--- Input data ---

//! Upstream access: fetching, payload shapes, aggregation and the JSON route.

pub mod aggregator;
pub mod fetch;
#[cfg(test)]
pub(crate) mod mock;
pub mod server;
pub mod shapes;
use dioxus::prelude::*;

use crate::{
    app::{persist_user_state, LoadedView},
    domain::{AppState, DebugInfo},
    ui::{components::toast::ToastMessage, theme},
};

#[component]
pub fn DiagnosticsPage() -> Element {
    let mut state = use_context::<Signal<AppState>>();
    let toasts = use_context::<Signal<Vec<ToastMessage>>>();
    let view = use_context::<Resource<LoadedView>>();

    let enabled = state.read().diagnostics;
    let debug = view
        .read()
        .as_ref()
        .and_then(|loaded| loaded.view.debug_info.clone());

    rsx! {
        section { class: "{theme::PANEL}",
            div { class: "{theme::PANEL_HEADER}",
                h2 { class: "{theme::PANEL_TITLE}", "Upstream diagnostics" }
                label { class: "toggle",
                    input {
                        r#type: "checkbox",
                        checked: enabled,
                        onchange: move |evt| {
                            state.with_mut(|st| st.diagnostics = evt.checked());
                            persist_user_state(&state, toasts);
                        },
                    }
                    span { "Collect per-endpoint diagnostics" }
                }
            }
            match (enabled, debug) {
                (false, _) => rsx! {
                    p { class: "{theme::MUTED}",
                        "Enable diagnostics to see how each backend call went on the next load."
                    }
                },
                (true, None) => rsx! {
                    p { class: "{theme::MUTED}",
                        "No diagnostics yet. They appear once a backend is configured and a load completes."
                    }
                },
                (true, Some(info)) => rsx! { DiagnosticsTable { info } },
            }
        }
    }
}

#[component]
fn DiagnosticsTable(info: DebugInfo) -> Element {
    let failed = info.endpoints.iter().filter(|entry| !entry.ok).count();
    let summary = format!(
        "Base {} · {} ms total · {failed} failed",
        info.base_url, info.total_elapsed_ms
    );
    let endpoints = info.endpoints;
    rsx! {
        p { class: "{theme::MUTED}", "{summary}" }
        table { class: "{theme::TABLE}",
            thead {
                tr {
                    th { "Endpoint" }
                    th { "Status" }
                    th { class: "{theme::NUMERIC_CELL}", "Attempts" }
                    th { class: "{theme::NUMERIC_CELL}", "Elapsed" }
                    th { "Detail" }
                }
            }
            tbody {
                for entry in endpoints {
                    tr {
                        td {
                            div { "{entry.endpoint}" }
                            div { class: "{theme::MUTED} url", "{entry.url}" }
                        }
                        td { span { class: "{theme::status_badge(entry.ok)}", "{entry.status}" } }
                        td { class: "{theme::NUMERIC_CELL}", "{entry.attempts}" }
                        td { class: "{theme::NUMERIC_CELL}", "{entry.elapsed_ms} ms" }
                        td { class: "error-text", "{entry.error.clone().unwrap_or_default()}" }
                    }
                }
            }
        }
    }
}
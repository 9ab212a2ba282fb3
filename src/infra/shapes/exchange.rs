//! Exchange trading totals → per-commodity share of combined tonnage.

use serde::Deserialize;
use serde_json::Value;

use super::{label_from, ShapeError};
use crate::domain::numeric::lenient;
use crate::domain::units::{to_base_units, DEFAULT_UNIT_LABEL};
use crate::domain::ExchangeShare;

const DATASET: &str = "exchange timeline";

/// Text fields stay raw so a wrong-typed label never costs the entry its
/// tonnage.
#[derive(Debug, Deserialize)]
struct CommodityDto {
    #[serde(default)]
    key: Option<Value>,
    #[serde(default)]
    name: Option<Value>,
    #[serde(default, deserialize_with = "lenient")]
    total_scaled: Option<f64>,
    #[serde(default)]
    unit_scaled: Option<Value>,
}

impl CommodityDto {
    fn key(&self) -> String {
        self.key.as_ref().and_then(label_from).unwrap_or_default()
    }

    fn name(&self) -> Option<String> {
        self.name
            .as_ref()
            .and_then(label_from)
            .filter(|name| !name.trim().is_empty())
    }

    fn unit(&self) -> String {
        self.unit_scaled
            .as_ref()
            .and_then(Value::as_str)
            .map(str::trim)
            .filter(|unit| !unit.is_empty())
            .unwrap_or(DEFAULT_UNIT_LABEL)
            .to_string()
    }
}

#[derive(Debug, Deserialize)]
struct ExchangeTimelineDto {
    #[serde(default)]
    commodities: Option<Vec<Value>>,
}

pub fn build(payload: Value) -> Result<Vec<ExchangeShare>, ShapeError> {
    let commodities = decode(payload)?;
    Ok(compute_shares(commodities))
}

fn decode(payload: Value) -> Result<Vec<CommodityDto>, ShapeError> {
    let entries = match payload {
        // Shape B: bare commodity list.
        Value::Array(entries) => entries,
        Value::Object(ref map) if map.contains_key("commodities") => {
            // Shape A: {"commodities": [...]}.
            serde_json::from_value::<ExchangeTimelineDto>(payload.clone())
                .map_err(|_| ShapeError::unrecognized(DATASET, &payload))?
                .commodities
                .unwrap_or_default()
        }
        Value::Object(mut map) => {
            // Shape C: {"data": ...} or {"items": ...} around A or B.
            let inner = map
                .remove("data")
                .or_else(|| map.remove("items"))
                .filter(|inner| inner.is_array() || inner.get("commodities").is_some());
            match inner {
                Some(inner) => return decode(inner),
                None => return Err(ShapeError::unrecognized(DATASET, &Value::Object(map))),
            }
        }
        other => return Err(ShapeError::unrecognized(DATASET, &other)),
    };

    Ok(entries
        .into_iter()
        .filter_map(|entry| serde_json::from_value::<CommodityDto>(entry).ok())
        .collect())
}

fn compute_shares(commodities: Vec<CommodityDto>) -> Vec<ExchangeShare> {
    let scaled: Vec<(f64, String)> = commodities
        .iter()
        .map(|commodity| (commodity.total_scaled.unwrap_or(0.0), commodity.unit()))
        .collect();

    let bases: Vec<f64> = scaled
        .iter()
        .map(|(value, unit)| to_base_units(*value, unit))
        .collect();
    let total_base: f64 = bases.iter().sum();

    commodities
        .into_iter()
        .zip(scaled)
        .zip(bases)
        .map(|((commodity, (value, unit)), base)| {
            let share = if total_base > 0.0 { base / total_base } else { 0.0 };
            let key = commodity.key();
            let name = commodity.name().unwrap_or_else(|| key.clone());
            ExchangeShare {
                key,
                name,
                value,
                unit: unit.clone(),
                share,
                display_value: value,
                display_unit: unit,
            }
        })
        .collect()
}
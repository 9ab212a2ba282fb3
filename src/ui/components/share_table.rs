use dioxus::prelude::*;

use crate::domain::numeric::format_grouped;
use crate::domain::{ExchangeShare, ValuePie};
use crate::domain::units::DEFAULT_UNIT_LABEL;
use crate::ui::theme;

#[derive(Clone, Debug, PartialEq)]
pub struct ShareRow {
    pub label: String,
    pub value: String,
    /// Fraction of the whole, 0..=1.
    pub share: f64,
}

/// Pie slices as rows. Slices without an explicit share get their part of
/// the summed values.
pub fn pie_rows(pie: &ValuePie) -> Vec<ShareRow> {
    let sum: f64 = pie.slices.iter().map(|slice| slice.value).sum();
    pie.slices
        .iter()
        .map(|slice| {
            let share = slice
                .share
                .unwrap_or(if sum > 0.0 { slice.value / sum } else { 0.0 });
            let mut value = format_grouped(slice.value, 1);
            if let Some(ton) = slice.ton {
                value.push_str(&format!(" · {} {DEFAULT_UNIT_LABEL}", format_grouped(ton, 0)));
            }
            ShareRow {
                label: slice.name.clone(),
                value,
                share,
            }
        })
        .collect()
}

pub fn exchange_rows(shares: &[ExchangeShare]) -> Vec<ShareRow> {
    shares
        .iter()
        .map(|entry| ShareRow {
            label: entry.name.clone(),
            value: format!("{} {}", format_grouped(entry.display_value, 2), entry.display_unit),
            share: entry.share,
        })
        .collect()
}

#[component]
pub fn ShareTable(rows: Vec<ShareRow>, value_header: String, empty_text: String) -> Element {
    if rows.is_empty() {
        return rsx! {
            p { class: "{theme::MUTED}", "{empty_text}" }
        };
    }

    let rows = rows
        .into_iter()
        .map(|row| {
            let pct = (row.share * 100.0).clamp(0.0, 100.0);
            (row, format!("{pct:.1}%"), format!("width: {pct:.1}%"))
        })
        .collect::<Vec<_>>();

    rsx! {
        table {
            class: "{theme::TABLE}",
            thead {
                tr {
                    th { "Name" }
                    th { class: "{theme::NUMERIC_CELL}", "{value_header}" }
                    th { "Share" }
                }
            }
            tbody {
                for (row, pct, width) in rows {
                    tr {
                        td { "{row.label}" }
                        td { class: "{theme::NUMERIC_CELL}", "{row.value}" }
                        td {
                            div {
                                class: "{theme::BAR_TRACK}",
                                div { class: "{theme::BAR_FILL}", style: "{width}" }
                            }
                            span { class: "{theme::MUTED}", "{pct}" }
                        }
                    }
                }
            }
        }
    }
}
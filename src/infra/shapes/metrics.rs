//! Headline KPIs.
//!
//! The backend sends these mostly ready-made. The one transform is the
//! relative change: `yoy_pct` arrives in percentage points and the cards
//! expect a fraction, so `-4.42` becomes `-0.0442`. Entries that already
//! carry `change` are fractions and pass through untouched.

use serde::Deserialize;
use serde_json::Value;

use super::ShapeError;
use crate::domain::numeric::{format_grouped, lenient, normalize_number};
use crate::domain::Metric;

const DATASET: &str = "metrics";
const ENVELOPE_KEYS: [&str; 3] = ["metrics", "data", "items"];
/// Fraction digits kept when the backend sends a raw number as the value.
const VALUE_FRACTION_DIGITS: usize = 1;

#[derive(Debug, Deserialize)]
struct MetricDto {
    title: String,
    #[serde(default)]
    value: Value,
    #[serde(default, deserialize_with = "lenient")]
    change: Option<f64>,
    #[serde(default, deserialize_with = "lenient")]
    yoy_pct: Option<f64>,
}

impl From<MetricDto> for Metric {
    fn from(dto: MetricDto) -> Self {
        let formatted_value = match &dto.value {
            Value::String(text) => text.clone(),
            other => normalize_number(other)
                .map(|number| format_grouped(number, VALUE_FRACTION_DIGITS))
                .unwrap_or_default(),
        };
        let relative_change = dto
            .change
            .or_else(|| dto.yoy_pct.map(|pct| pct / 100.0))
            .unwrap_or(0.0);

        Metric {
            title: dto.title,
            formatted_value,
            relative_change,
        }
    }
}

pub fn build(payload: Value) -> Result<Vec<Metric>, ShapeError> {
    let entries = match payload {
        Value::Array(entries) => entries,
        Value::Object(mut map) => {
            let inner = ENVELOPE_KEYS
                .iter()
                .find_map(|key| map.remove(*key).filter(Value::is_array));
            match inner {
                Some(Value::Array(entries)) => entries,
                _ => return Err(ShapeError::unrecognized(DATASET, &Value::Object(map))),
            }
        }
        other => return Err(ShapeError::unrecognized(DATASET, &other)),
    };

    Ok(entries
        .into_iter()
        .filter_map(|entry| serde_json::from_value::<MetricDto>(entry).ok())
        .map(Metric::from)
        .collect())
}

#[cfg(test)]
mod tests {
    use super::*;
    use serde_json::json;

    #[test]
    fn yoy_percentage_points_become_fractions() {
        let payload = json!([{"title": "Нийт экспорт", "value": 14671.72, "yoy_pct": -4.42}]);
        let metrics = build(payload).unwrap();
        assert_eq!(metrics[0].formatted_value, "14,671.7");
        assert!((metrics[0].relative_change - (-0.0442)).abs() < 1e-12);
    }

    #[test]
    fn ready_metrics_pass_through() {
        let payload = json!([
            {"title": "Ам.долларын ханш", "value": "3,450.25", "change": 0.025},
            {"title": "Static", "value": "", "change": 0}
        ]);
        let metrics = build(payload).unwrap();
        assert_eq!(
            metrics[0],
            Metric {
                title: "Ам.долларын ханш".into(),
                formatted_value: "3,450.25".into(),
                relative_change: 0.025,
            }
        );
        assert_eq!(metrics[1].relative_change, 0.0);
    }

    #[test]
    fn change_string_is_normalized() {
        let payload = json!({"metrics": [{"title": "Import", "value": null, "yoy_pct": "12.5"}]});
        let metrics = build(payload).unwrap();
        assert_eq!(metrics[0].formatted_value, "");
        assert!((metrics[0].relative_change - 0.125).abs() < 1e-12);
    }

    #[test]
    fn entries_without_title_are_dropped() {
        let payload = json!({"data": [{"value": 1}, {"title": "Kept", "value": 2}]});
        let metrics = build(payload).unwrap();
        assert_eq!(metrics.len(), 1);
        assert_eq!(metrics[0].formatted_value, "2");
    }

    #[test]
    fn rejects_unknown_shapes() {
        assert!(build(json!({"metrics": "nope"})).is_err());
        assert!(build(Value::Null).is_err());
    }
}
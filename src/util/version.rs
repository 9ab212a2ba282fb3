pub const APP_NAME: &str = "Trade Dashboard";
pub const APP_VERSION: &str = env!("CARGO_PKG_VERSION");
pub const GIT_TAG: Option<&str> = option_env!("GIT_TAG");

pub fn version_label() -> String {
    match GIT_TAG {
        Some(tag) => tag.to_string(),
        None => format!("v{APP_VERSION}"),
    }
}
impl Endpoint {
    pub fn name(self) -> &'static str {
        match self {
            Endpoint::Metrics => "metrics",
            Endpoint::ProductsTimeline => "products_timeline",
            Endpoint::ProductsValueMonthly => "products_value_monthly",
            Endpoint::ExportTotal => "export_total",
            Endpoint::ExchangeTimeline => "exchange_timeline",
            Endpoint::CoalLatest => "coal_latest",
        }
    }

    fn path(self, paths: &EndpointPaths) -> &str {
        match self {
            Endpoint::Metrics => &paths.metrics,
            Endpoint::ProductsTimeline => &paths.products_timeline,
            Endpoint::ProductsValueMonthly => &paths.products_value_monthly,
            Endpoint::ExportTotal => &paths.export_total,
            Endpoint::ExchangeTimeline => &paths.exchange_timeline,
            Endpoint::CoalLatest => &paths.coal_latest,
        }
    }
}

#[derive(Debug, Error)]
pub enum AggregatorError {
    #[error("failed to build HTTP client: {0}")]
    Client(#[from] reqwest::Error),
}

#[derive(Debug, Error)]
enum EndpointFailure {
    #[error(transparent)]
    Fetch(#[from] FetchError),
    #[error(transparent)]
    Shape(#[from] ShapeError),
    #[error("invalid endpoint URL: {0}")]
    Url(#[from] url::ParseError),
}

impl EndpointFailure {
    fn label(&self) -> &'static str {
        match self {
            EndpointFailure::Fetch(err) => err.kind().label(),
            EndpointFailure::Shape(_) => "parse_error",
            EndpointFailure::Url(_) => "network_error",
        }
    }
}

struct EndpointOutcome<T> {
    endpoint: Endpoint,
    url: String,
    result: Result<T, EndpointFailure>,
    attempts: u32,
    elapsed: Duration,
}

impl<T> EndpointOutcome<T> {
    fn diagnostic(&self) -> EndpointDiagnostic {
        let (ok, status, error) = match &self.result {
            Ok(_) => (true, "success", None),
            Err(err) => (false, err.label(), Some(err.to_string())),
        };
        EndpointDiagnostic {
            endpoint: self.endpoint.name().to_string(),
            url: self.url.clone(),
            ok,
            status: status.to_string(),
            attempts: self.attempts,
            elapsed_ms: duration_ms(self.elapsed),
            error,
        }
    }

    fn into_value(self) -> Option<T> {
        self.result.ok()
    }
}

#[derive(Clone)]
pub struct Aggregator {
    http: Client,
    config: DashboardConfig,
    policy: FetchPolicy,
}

---

**What the task requires:** In the data above, retype exactly and only the lines between the one holding "pub mod server;" and the one holding "let toasts = use_context::<Signal<Vec<ToastMessage>>>();", inclusive.

**Response for this exercise:**
pub mod server;
pub mod shapes;
use dioxus::prelude::*;

use crate::{
    app::{persist_user_state, LoadedView},
    domain::{AppState, DebugInfo},
    ui::{components::toast::ToastMessage, theme},
};

#[component]
pub fn DiagnosticsPage() -> Element {
    let mut state = use_context::<Signal<AppState>>();
    let toasts = use_context::<Signal<Vec<ToastMessage>>>();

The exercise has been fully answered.